Dell SupportAssist is an overarching support solution that comes preinstalled on most Windows-based Dell machines. SupportAssist covers a range of support functions such as monitoring for hardware and software problems and assisting with troubleshooting and recovery when issues are found.

Researchers have identified a series of four vulnerabilities that would enable a privileged network attacker to gain arbitrary code execution within the BIOS of vulnerable machines.

The reasearchers identified one issue leading to an insecure TLS connection from BIOS to Dell (tracked as CVE-2021-21571) and three overflow vulnerabilities (CVE-2021-21572, CVE-2021-21573, and CVE-2021-21574).

Two of the overflow security flaws “affect the OS recovery process, while the other affects the firmware update process,” Eclypsium says. “All three vulnerabilities are independent, and each one could lead to arbitrary code execution in BIOS.”

Successfully compromising the BIOS of a device would give an attacker a high degree of control over a device. The attacker could control the process of loading the host operating system and disable protections in order to remain undetected. This would allow an attacker to establish ongoing persistence while controlling the highest privileges on the device.

The problem affects 129 different models of Dell laptops, tablets, and desktops, and an estimated 30 million individual devices. The issue has been found on Secured-core PCs even if Secure Boot is enabled. 

MITIGATIONS

The system BIOS/UEFI will need to be updated for all affected systems. However, the researchers recommend that users not use BIOSConnect to perform this firmware update.

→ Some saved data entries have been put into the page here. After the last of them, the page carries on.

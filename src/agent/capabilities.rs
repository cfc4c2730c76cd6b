//! Agent capability flags and the per-task-type requirement table

use serde::{Deserialize, Serialize};

/// Fixed capability set of an agent type
#[derive(Debug, Clone, Copy, Default, PartialEq, Eq, Serialize, Deserialize)]
#[serde(rename_all = "camelCase")]
pub struct AgentCapabilities {
    pub can_code: bool,
    pub can_chat: bool,
    pub can_edit: bool,
    pub can_execute_shell: bool,
    pub can_read_files: bool,
    pub can_write_files: bool,
    pub can_search: bool,
    pub can_browse_web: bool,
    pub supports_streaming: bool,
    pub supports_multi_file: bool,
    pub supports_project: bool,
}

impl AgentCapabilities {
    /// Every flag set; for full-featured coding agents
    pub fn full() -> Self {
        Self {
            can_code: true,
            can_chat: true,
            can_edit: true,
            can_execute_shell: true,
            can_read_files: true,
            can_write_files: true,
            can_search: true,
            can_browse_web: true,
            supports_streaming: true,
            supports_multi_file: true,
            supports_project: true,
        }
    }

    /// Fixed requirement table: does this capability set qualify for the
    /// given task type? Unrecognized task types pass unconditionally.
    pub fn meets_requirements(&self, task_type: &str) -> bool {
        match task_type {
            "code" | "refactor" | "test" => self.can_code && self.can_write_files,
            "analyze" | "review" | "explain" => self.can_read_files,
            "debug" => self.can_code && self.can_execute_shell,
            "document" => self.can_write_files,
            "chat" => self.can_chat,
            "shell" => self.can_execute_shell,
            _ => true,
        }
    }
}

Instead, it is advisable to run the BIOS update executable from the OS after manually checking the hashes against those published by Dell. 

Dell will be updating the affected executables delivered during the BIOSConnect firmware update and OS recovery processes. According to Dell, two of the vulnerabilities have been remediated on the server side, with additional updates coming in July.

Dell recommends all customers update to the latest Dell Client BIOS version at the earliest opportunity. Customers who choose not to apply BIOS updates immediately or who are otherwise unable to do so at this time should apply the below mitigation.

BIOSConnect:

Customers may disable the BIOSConnect feature using one of two options:

Option 1: Customers may disable BIOSConnect from the BIOS setup page (F2).

Note: Customers may find the BIOSConnect option under different BIOS setup menu interfaces depending on their platform model. These are referred below as BIOS Setup Menu Type A and BIOS Setup Menu Type B.

BIOS Setup Menu Type A: F2-> Update,Recovery -> BIOSConnect -> Switch to Off

BIOS Setup Menu Type B: F2 -> Settings -> SupportAssist System Resolution -> BIOSConnect -> Uncheck BIOSConnect option

Note: Dell recommends customers not to run “BIOS Flash Update – Remote” from F12 until the system is updated with a remediated version of the BIOS.

Option 2: Customers may leverage Dell Command | Configure (DCC)’s Remote System Management tool to disable the BIOSConnect and Firmware Over the Air (FOTA) BIOS settings.

HTTPS Boot

Customers may disable the HTTPS Boot feature using one of two options:

Option 1: Customers may disable BIOSConnect from the BIOS setup page (F2).

F2-> Connection -> HTTP(s) Boot -> Switch to Off

BIOS Setup Menu Type B: F2 -> Settings -> SupportAssist System Resolution -> BIOSConnect -> Uncheck BIOSConnect option

Option 2: Customers may leverage Dell Command | Configure (DCC)’s Remote System Management tool to disable HTTP Boot Support.